◆ ABOUT THIS EXERCISE: Filtering the records below, copy only those lines that include the word "localhost".

(Saved entries)
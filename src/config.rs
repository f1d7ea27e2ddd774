//! Configuration types for the OCR batch and stitch workflows.
//!
//! * [`PipelineConfig`] — how the OCR service is reached, built via
//!   [`PipelineConfigBuilder`].
//! * [`WorkspaceLayout`] — where records, the stitched document, extracted
//!   images, and the final rendered artifact live under one base folder.
//! * [`CompileConfig`] — how the external document compiler is invoked.

use crate::error::PantheonError;
use serde::{Deserialize, Serialize};
use std::path::{Path, PathBuf};

/// Default OCR model identifier.
pub const DEFAULT_MODEL: &str = "mistral-ocr-latest";

/// Default OCR API base URL.
pub const DEFAULT_API_BASE_URL: &str = "https://api.mistral.ai/v1";

/// Environment variable holding the OCR API key.
pub const DEFAULT_API_KEY_ENV: &str = "MISTRAL_API_KEY";

/// Configuration for the OCR service client.
///
/// # Example
/// ```rust
/// use pantheon_ocr::PipelineConfig;
///
/// let config = PipelineConfig::builder()
///     .model("mistral-ocr-latest")
///     .api_timeout_secs(90)
///     .build()
///     .unwrap();
/// assert_eq!(config.api_timeout_secs, 90);
/// ```
#[derive(Debug, Clone, PartialEq, Eq, Serialize, Deserialize)]
pub struct PipelineConfig {
    /// OCR model identifier. Default: `mistral-ocr-latest`.
    pub model: String,

    /// Base URL of the OCR API; `/ocr` is appended. Default: Mistral's public API.
    pub api_base_url: String,

    /// Environment variable the API key is read from. Default: `MISTRAL_API_KEY`.
    pub api_key_env: String,

    /// Timeout for one HTTP request in seconds. Default: 120.
    ///
    /// Applies to a single submission only; a batch as a whole has no deadline.
    pub api_timeout_secs: u64,

    /// Ask the service to return embedded images inline as base64. Default: true.
    pub include_image_base64: bool,
}

impl Default for PipelineConfig {
    fn default() -> Self {
        Self {
            model: DEFAULT_MODEL.to_string(),
            api_base_url: DEFAULT_API_BASE_URL.to_string(),
            api_key_env: DEFAULT_API_KEY_ENV.to_string(),
            api_timeout_secs: 120,
            include_image_base64: true,
        }
    }
}

impl PipelineConfig {
    /// Create a new builder for `PipelineConfig`.
    pub fn builder() -> PipelineConfigBuilder {
        PipelineConfigBuilder {
            config: Self::default(),
        }
    }

    /// Full URL of the OCR endpoint.
    pub fn ocr_endpoint(&self) -> String {
        format!("{}/ocr", self.api_base_url.trim_end_matches('/'))
    }
}

/// Builder for [`PipelineConfig`].
#[derive(Debug)]
pub struct PipelineConfigBuilder {
    config: PipelineConfig,
}

impl PipelineConfigBuilder {
    pub fn model(mut self, model: impl Into<String>) -> Self {
        self.config.model = model.into();
        self
    }

    pub fn api_base_url(mut self, url: impl Into<String>) -> Self {
        self.config.api_base_url = url.into();
        self
    }

    pub fn api_key_env(mut self, var: impl Into<String>) -> Self {
        self.config.api_key_env = var.into();
        self
    }

    pub fn api_timeout_secs(mut self, secs: u64) -> Self {
        self.config.api_timeout_secs = secs;
        self
    }

    pub fn include_image_base64(mut self, v: bool) -> Self {
        self.config.include_image_base64 = v;
        self
    }

    /// Build the configuration, validating constraints.
    pub fn build(self) -> Result<PipelineConfig, PantheonError> {
        let c = &self.config;
        if c.model.trim().is_empty() {
            return Err(PantheonError::InvalidConfig("model must not be empty".into()));
        }
        if !(c.api_base_url.starts_with("http://") || c.api_base_url.starts_with("https://")) {
            return Err(PantheonError::InvalidConfig(format!(
                "api_base_url must be an HTTP/HTTPS URL, got '{}'",
                c.api_base_url
            )));
        }
        if c.api_timeout_secs == 0 {
            return Err(PantheonError::InvalidConfig("api_timeout_secs must be ≥ 1".into()));
        }
        Ok(self.config)
    }
}

/// Folder conventions under one base folder.
///
/// ```text
/// <base>/
///   json/                          one record per OCR'd image
///   markdown/stitched_document.md  merged document
///   images/                        extracted assets
///   final_output/final_document.pdf
/// ```
#[derive(Debug, Clone, PartialEq, Eq)]
pub struct WorkspaceLayout {
    base: PathBuf,
}

impl WorkspaceLayout {
    pub fn new(base: impl Into<PathBuf>) -> Self {
        Self { base: base.into() }
    }

    pub fn base(&self) -> &Path {
        &self.base
    }

    /// The same layout rooted at an absolute base.
    ///
    /// Paths handed to a child process running inside the base must not be
    /// relative to the caller's working directory.
    pub fn absolute(&self) -> std::io::Result<Self> {
        Ok(Self {
            base: std::path::absolute(&self.base)?,
        })
    }

    pub fn records_dir(&self) -> PathBuf {
        self.base.join("json")
    }

    pub fn markdown_dir(&self) -> PathBuf {
        self.base.join("markdown")
    }

    pub fn stitched_document(&self) -> PathBuf {
        self.markdown_dir().join("stitched_document.md")
    }

    pub fn images_dir(&self) -> PathBuf {
        self.base.join("images")
    }

    pub fn final_output_dir(&self) -> PathBuf {
        self.base.join("final_output")
    }

    pub fn final_document(&self) -> PathBuf {
        self.final_output_dir().join("final_document.pdf")
    }
}

/// How to run the external document compiler.
#[derive(Debug, Clone, PartialEq, Eq, Serialize, Deserialize)]
pub struct CompileConfig {
    /// Compiler executable. Default: `pandoc`.
    pub program: String,

    /// PDF engine passed as `--pdf-engine`. Default: `tectonic`. `None` omits the flag.
    pub pdf_engine: Option<String>,
}

impl Default for CompileConfig {
    fn default() -> Self {
        Self {
            program: "pandoc".to_string(),
            pdf_engine: Some("tectonic".to_string()),
        }
    }
}

#[cfg(test)]
mod tests {
    use super::*;

    #[test]
    fn defaults() {
        let c = PipelineConfig::default();
        assert_eq!(c.model, "mistral-ocr-latest");
        assert_eq!(c.api_key_env, "MISTRAL_API_KEY");
        assert!(c.include_image_base64);
        assert_eq!(c.ocr_endpoint(), "https://api.mistral.ai/v1/ocr");
    }

    #[test]
    fn endpoint_tolerates_trailing_slash() {
        let c = PipelineConfig::builder()
            .api_base_url("http://localhost:8080/v1/")
            .build()
            .unwrap();
        assert_eq!(c.ocr_endpoint(), "http://localhost:8080/v1/ocr");
    }

    #[test]
    fn builder_rejects_empty_model() {
        assert!(matches!(
            PipelineConfig::builder().model("  ").build(),
            Err(PantheonError::InvalidConfig(_))
        ));
    }

    #[test]
    fn builder_rejects_zero_timeout() {
        assert!(PipelineConfig::builder().api_timeout_secs(0).build().is_err());
    }

    #[test]
    fn builder_rejects_non_http_url() {
        assert!(PipelineConfig::builder().api_base_url("ftp://x").build().is_err());
    }

    #[test]
    fn layout_paths() {
        let l = WorkspaceLayout::new("/work");
        assert_eq!(l.records_dir(), PathBuf::from("/work/json"));
        assert_eq!(l.stitched_document(), PathBuf::from("/work/markdown/stitched_document.md"));
        assert_eq!(l.images_dir(), PathBuf::from("/work/images"));
        assert_eq!(l.final_document(), PathBuf::from("/work/final_output/final_document.pdf"));
    }

    #[test]
    fn absolute_layout_keeps_relative_suffix() {
        let l = WorkspaceLayout::new("scans").absolute().unwrap();
        assert!(l.base().is_absolute());
        assert!(l.base().ends_with("scans"));
        assert!(l.stitched_document().ends_with("scans/markdown/stitched_document.md"));

        let abs = WorkspaceLayout::new("/work");
        assert_eq!(abs.absolute().unwrap(), abs);
    }
}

◆ RESULT BELOW:
            .api_base_url("http://localhost:8080/v1/")
        assert_eq!(c.ocr_endpoint(), "http://localhost:8080/v1/ocr");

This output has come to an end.